_TASK DIRECTIONS_. Line by line, retype the data exactly as it is given.

________________

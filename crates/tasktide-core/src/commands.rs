use std::collections::BTreeSet;
use std::io::Write;

use anyhow::{Context, anyhow};
use chrono::NaiveDate;
use tasktide_shared::TaskCreate;
use tracing::{debug, info};

use crate::calendar::{CalendarFilterSet, Direction, FilterUpdate, TimeSlot, ViewMode};
use crate::cli::{Command, FilterArgs, ViewArgs};
use crate::datetime::{parse_anchor_date, to_utc_from_local};
use crate::render::Renderer;
use crate::session::{CalendarSession, TaskMutator, TaskSource};
use crate::store::CalendarStore;
use crate::task::{Priority, Status, TaskId, format_due_timestamp};

#[tracing::instrument(skip(session, renderer, out))]
pub fn dispatch<B, W>(
    session: &mut CalendarSession<B>,
    renderer: &Renderer,
    command: Command,
    out: &mut W,
) -> anyhow::Result<()>
where
    B: TaskSource + TaskMutator,
    W: Write,
{
    match command {
        Command::Range(args) => {
            apply_view_args(session.store_mut(), &args)?;
            let range = session.store().state().date_range();
            writeln!(
                out,
                "{} {}",
                range.start().format("%Y-%m-%d %H:%M:%S%.3f"),
                range.end().format("%Y-%m-%d %H:%M:%S%.3f")
            )?;
            writeln!(out, "{} days", range.day_count())?;
        }
        Command::Show(args) => {
            apply_view_args(session.store_mut(), &args)?;
            renderer.write_period(out, session.store())?;
        }
        Command::Agenda { from, filters } => {
            let store = session.store_mut();
            store.set_view(ViewMode::Agenda)?;
            if let Some(from) = from.as_deref() {
                let date = parse_anchor_date(from, store.today())?;
                store.set_anchor_date(date)?;
            }
            store.set_filters(build_filters(&filters)?)?;
            renderer.write_agenda(out, session.store())?;
        }
        Command::Add {
            title,
            due,
            at,
            priority,
            tags,
            project,
        } => {
            let due = match due.as_deref() {
                Some(expr) => Some(due_from_expr(session.store(), expr, at.as_deref())?),
                None if at.is_some() => return Err(anyhow!("--at requires --due")),
                None => None,
            };
            let priority = priority
                .as_deref()
                .map(|raw| Priority::from_key(raw).ok_or_else(|| anyhow!("unknown priority: {raw}")))
                .transpose()?;

            let id = session.create(TaskCreate {
                title: title.join(" "),
                description: String::new(),
                project,
                tags,
                priority,
                status: None,
                due,
            })?;
            info!(%id, "task added");
            writeln!(out, "created task {id}")?;
        }
        Command::Reschedule { id, date, at } => {
            let target = parse_anchor_date(&date, session.store().today())?;
            let slot = at
                .as_deref()
                .map(str::parse::<TimeSlot>)
                .transpose()?;
            let plan = session.reschedule(&TaskId::new(id), target, slot)?;
            renderer.write_plan(out, &plan)?;
        }
        Command::Stats(args) => {
            apply_view_args(session.store_mut(), &args)?;
            let store = session.store();
            renderer.write_stats(out, &store.title()?, &store.stats())?;
        }
    }
    Ok(())
}

fn apply_view_args(store: &mut CalendarStore, args: &ViewArgs) -> anyhow::Result<()> {
    if let Some(view) = args.view.as_deref() {
        store.set_view_key(view)?;
    }
    if let Some(date) = args.date.as_deref() {
        let anchor = parse_anchor_date(date, store.today())?;
        store.set_anchor_date(anchor)?;
        store.select_date(anchor)?;
    }
    for _ in 0..args.next {
        store.navigate(Direction::Next)?;
    }
    for _ in 0..args.prev {
        store.navigate(Direction::Previous)?;
    }
    store.set_filters(build_filters(&args.filters)?)?;
    debug!(
        view = %store.state().current_view(),
        anchor = %store.state().anchor_date(),
        "view arguments applied"
    );
    Ok(())
}

fn build_filters(args: &FilterArgs) -> anyhow::Result<CalendarFilterSet> {
    let priority: BTreeSet<Priority> = args
        .priority
        .iter()
        .map(|raw| Priority::from_key(raw).ok_or_else(|| anyhow!("unknown priority: {raw}")))
        .collect::<anyhow::Result<_>>()?;
    let status: BTreeSet<Status> = args
        .status
        .iter()
        .map(|raw| Status::from_key(raw).ok_or_else(|| anyhow!("unknown status: {raw}")))
        .collect::<anyhow::Result<_>>()?;

    let mut filters = CalendarFilterSet::default();
    filters.update(FilterUpdate::Priority(priority));
    filters.update(FilterUpdate::Status(status));
    filters.update(FilterUpdate::Tags(args.tags.iter().cloned().collect()));
    Ok(filters)
}

/// Date expression plus optional time of day, as a backend timestamp.
fn due_from_expr(store: &CalendarStore, expr: &str, at: Option<&str>) -> anyhow::Result<String> {
    let date: NaiveDate = parse_anchor_date(expr, store.today())?;
    let time = match at {
        Some(raw) => raw.parse::<TimeSlot>()?.time(),
        None => chrono::NaiveTime::MIN,
    };
    let due = to_utc_from_local(date.and_time(time), store.state().settings().timezone, "due")
        .with_context(|| format!("cannot place due date {expr}"))?;
    Ok(format_due_timestamp(due))
}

________________

_RESULT OF THIS TASK_.
filename crates/tasktide-core/src/commands.rs
use std::collections::BTreeSet;
use std::io::Write;

use anyhow::{Context, anyhow};
use chrono::NaiveDate;
use tasktide_shared::TaskCreate;
use tracing::{debug, info};

use crate::calendar::{CalendarFilterSet, Direction, FilterUpdate, TimeSlot, ViewMode};
use crate::cli::{Command, FilterArgs, ViewArgs};
use crate::datetime::{parse_anchor_date, to_utc_from_local};
use crate::render::Renderer;
use crate::session::{CalendarSession, TaskMutator, TaskSource};
use crate::store::CalendarStore;
use crate::task::{Priority, Status, TaskId, format_due_timestamp};

#[tracing::instrument(skip(session, renderer, out))]
pub fn dispatch<B, W>(
    session: &mut CalendarSession<B>,
    renderer: &Renderer,
    command: Command,
    out: &mut W,
) -> anyhow::Result<()>
where
    B: TaskSource + TaskMutator,
    W: Write,
{
    match command {
        Command::Range(args) => {
            apply_view_args(session.store_mut(), &args)?;
            let range = session.store().state().date_range();
            writeln!(
                out,
                "{} {}",
                range.start().format("%Y-%m-%d %H:%M:%S%.3f"),
                range.end().format("%Y-%m-%d %H:%M:%S%.3f")
            )?;
            writeln!(out, "{} days", range.day_count())?;
        }
        Command::Show(args) => {
            apply_view_args(session.store_mut(), &args)?;
            renderer.write_period(out, session.store())?;
        }
        Command::Agenda { from, filters } => {
            let store = session.store_mut();
            store.set_view(ViewMode::Agenda)?;
            if let Some(from) = from.as_deref() {
                let date = parse_anchor_date(from, store.today())?;
                store.set_anchor_date(date)?;
            }
            store.set_filters(build_filters(&filters)?)?;
            renderer.write_agenda(out, session.store())?;
        }
        Command::Add {
            title,
            due,
            at,
            priority,
            tags,
            project,
        } => {
            let due = match due.as_deref() {
                Some(expr) => Some(due_from_expr(session.store(), expr, at.as_deref())?),
                None if at.is_some() => return Err(anyhow!("--at requires --due")),
                None => None,
            };
            let priority = priority
                .as_deref()
                .map(|raw| Priority::from_key(raw).ok_or_else(|| anyhow!("unknown priority: {raw}")))
                .transpose()?;

            let id = session.create(TaskCreate {
                title: title.join(" "),
                description: String::new(),
                project,
                tags,
                priority,
                status: None,
                due,
            })?;
            info!(%id, "task added");
            writeln!(out, "created task {id}")?;
        }
        Command::Reschedule { id, date, at } => {
            let target = parse_anchor_date(&date, session.store().today())?;
            let slot = at
                .as_deref()
                .map(str::parse::<TimeSlot>)
                .transpose()?;
            let plan = session.reschedule(&TaskId::new(id), target, slot)?;
            renderer.write_plan(out, &plan)?;
        }
        Command::Stats(args) => {
            apply_view_args(session.store_mut(), &args)?;
            let store = session.store();
            renderer.write_stats(out, &store.title()?, &store.stats())?;
        }
    }
    Ok(())
}

fn apply_view_args(store: &mut CalendarStore, args: &ViewArgs) -> anyhow::Result<()> {
    if let Some(view) = args.view.as_deref() {
        store.set_view_key(view)?;
    }
    if let Some(date) = args.date.as_deref() {
        let anchor = parse_anchor_date(date, store.today())?;
        store.set_anchor_date(anchor)?;
        store.select_date(anchor)?;
    }
    for _ in 0..args.next {
        store.navigate(Direction::Next)?;
    }
    for _ in 0..args.prev {
        store.navigate(Direction::Previous)?;
    }
    store.set_filters(build_filters(&args.filters)?)?;
    debug!(
        view = %store.state().current_view(),
        anchor = %store.state().anchor_date(),
        "view arguments applied"
    );
    Ok(())
}

fn build_filters(args: &FilterArgs) -> anyhow::Result<CalendarFilterSet> {
    let priority: BTreeSet<Priority> = args
        .priority
        .iter()
        .map(|raw| Priority::from_key(raw).ok_or_else(|| anyhow!("unknown priority: {raw}")))
        .collect::<anyhow::Result<_>>()?;
    let status: BTreeSet<Status> = args
        .status
        .iter()
        .map(|raw| Status::from_key(raw).ok_or_else(|| anyhow!("unknown status: {raw}")))
        .collect::<anyhow::Result<_>>()?;

    let mut filters = CalendarFilterSet::default();
    filters.update(FilterUpdate::Priority(priority));
    filters.update(FilterUpdate::Status(status));
    filters.update(FilterUpdate::Tags(args.tags.iter().cloned().collect()));
    Ok(filters)
}

/// Date expression plus optional time of day, as a backend timestamp.
fn due_from_expr(store: &CalendarStore, expr: &str, at: Option<&str>) -> anyhow::Result<String> {
    let date: NaiveDate = parse_anchor_date(expr, store.today())?;
    let time = match at {
        Some(raw) => raw.parse::<TimeSlot>()?.time(),
        None => chrono::NaiveTime::MIN,
    };
    let due = to_utc_from_local(date.and_time(time), store.state().settings().timezone, "due")
        .with_context(|| format!("cannot place due date {expr}"))?;
    Ok(format_due_timestamp(due))
}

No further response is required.